- [TASK ITEM] From the entries below, reproduce exactly the line containing "filename apps/api/src/layout/wrap.rs", the line containing "lines, and each", and every line in between, with nothing added.

(Dataset entries)
=== Begin Enclosure ===

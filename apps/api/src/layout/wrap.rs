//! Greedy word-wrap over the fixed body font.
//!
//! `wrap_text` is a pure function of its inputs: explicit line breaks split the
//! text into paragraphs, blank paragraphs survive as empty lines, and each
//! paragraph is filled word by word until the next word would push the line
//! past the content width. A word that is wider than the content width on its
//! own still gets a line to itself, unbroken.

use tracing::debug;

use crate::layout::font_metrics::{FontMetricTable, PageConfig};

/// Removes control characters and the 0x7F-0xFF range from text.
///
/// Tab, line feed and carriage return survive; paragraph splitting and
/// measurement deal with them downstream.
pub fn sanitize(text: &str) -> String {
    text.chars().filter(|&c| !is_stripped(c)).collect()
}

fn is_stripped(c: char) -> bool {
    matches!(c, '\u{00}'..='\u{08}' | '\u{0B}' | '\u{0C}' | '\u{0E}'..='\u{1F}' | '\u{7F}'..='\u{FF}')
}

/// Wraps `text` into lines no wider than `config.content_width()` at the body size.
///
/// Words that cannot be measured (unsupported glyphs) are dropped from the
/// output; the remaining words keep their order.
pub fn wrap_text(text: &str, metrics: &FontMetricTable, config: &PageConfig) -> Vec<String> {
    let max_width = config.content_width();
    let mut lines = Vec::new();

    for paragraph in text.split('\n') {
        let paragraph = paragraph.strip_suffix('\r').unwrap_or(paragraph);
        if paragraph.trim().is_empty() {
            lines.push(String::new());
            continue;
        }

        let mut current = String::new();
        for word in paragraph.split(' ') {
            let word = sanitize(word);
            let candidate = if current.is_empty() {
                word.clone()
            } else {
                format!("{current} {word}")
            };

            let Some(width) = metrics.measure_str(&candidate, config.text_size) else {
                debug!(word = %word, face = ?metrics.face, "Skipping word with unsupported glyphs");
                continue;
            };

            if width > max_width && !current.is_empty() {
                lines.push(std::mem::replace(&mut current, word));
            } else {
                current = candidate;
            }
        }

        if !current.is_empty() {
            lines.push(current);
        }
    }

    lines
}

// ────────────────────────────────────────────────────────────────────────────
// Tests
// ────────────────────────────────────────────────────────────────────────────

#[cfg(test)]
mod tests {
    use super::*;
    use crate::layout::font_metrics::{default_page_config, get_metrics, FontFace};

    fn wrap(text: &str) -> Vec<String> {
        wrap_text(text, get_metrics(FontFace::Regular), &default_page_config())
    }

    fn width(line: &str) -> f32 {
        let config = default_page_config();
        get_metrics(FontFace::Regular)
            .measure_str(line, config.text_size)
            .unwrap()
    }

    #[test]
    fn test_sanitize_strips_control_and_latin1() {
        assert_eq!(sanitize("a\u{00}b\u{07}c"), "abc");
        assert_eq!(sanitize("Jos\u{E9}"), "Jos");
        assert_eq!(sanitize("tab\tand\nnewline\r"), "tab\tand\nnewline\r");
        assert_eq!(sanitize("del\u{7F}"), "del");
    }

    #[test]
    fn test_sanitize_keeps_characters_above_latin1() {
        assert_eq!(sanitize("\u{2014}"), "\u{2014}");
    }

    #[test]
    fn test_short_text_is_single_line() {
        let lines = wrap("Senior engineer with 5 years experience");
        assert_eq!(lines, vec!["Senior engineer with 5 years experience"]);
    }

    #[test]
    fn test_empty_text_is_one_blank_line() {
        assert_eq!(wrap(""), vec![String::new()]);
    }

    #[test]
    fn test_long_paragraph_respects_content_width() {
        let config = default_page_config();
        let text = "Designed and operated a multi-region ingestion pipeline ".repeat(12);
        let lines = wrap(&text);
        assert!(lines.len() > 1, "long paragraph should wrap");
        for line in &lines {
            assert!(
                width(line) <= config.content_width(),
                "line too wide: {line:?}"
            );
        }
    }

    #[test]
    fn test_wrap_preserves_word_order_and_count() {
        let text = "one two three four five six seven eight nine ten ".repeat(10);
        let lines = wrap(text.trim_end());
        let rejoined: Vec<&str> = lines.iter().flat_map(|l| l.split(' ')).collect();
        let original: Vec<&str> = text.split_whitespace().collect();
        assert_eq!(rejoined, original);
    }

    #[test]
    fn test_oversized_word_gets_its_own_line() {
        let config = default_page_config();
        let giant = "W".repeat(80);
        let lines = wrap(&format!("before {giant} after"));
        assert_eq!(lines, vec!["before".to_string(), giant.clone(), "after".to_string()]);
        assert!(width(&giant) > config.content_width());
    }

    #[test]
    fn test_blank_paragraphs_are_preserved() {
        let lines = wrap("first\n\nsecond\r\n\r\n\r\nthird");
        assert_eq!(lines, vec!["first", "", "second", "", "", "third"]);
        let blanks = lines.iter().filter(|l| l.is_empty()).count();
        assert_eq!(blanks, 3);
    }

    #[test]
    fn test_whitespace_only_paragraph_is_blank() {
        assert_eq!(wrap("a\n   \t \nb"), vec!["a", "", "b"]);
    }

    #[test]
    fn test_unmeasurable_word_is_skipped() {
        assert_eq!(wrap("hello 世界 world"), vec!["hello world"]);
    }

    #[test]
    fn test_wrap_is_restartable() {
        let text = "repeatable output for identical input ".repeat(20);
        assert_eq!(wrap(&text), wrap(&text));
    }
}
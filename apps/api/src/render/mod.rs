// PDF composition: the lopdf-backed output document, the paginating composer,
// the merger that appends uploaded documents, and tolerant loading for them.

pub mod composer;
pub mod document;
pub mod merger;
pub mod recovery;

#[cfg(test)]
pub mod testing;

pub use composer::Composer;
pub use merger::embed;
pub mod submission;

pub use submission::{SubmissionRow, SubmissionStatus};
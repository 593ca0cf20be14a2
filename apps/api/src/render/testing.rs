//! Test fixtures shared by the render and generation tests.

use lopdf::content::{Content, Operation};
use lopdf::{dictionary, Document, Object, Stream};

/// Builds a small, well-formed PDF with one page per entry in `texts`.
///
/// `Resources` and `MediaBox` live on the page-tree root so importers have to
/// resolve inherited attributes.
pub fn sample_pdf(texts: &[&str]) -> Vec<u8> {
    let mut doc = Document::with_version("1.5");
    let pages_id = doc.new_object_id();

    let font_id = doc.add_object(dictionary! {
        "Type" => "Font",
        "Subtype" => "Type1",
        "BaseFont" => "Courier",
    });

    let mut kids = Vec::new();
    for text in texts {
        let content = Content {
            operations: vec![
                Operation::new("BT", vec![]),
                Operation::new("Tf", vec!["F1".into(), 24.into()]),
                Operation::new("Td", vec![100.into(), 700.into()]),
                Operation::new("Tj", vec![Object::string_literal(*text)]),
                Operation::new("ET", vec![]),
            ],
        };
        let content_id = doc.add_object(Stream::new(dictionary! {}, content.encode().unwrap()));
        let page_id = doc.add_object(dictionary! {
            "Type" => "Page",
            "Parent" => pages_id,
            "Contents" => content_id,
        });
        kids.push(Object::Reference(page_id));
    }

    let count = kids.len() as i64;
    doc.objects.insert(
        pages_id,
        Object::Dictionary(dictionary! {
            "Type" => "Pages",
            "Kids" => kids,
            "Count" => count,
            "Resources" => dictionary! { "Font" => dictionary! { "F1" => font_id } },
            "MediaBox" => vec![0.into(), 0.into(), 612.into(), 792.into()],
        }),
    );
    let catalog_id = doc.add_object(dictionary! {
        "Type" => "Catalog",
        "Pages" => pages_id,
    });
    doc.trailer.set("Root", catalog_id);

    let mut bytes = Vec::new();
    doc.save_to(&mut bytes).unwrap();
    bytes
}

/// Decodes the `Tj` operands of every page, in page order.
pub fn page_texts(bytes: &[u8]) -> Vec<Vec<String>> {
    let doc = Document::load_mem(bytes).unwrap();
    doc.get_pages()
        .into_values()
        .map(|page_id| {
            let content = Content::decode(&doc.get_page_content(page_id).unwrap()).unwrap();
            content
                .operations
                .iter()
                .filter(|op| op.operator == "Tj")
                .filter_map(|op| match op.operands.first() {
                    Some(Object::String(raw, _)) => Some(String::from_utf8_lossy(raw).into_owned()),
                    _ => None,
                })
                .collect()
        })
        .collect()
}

=== End Enclosure ===
=== Begin Enclosure ===

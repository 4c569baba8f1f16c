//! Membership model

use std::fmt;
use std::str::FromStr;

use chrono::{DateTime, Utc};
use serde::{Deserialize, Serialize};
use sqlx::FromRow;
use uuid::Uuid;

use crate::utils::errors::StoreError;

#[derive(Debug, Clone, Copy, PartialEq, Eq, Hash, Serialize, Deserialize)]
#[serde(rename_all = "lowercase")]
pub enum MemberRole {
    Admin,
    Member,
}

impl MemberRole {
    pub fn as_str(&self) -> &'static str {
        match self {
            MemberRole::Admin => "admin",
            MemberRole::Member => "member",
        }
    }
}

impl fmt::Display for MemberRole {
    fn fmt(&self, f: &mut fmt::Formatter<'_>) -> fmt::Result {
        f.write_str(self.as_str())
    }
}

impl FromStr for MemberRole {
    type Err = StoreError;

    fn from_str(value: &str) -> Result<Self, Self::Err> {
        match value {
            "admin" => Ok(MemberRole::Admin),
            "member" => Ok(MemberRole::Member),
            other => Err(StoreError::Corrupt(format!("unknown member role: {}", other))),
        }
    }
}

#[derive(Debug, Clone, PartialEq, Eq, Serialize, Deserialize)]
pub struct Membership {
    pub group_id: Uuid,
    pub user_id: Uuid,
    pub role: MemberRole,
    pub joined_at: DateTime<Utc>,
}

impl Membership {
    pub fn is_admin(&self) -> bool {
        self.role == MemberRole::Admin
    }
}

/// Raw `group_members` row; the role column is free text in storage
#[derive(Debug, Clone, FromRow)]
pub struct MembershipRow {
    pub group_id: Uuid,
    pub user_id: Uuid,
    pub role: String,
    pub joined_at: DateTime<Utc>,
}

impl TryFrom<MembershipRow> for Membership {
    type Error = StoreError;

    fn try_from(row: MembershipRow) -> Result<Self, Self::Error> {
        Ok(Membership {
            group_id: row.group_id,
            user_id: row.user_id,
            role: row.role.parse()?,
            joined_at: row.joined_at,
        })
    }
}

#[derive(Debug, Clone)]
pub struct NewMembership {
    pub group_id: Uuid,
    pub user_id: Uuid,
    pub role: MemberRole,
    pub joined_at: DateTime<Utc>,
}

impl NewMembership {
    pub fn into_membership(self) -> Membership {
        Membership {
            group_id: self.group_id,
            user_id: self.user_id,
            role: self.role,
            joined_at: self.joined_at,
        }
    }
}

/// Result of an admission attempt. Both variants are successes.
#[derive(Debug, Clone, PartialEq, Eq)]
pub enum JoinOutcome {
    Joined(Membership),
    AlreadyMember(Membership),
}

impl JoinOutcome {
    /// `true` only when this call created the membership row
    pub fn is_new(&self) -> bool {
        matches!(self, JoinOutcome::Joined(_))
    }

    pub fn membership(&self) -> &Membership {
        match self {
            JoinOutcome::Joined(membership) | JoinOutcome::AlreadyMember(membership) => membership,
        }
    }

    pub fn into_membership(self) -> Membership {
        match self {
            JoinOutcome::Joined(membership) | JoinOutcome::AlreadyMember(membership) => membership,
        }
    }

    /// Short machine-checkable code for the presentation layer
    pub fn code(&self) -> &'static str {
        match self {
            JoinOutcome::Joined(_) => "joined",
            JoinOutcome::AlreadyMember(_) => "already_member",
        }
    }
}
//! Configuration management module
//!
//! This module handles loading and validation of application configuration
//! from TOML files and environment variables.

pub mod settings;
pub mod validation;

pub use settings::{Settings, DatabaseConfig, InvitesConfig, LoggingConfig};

=== End Enclosure ===
=== Begin Enclosure ===

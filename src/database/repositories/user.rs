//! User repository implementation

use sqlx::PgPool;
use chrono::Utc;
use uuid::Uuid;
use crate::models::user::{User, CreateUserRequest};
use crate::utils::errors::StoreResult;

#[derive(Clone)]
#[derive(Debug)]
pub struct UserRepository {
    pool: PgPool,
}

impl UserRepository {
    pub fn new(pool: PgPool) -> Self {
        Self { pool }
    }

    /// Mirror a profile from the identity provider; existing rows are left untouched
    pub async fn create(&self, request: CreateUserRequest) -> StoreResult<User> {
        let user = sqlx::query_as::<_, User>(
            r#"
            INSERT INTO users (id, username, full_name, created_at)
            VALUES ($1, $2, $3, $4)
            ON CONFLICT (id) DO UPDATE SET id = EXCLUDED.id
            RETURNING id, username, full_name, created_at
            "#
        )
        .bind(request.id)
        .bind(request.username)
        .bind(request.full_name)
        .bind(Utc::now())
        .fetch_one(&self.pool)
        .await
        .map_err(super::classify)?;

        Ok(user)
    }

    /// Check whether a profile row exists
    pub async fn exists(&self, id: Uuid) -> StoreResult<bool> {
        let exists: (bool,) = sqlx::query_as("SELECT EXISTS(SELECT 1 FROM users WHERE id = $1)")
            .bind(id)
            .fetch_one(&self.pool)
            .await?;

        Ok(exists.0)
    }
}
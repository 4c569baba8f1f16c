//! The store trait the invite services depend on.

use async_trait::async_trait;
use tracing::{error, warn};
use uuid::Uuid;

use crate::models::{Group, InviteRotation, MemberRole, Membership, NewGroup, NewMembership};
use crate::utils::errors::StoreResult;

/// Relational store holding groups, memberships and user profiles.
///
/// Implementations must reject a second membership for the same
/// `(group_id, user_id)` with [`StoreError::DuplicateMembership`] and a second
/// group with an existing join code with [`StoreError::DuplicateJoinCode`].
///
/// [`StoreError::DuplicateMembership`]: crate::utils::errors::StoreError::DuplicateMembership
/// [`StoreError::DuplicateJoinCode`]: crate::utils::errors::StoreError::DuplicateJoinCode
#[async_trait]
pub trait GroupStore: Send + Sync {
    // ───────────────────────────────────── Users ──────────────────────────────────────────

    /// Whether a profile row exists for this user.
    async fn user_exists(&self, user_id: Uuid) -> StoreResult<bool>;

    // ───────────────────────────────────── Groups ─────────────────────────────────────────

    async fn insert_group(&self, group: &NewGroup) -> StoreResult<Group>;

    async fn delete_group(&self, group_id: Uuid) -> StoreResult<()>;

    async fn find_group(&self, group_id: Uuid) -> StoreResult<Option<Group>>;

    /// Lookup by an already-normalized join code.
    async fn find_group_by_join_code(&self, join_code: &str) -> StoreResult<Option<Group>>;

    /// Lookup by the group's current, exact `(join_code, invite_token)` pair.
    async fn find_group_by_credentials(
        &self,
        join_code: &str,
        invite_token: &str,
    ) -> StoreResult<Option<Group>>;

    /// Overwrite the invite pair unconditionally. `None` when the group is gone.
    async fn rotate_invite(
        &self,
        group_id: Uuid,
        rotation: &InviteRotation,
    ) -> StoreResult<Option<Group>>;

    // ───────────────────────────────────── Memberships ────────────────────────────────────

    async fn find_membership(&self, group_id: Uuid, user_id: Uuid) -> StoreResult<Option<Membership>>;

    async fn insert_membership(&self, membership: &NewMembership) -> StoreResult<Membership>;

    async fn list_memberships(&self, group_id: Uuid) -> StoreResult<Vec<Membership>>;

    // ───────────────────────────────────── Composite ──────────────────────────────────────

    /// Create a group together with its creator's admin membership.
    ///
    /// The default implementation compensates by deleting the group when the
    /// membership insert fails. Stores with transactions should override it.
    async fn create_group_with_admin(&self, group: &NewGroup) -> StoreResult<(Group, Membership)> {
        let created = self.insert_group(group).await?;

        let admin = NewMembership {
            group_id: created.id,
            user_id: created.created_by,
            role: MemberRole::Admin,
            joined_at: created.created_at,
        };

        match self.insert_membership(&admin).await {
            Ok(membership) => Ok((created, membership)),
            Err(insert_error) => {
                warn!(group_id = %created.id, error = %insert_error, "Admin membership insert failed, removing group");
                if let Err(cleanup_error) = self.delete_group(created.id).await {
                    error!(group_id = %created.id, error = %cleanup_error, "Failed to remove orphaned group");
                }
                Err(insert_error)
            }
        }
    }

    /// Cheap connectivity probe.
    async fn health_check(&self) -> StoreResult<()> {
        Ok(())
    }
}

=== End Enclosure ===

- [RESPONSE TO THE EXERCISE]
filename apps/api/src/layout/wrap.rs
//! Greedy word-wrap over the fixed body font.
//!
//! `wrap_text` is a pure function of its inputs: explicit line breaks split the
//! text into paragraphs, blank paragraphs survive as empty lines, and each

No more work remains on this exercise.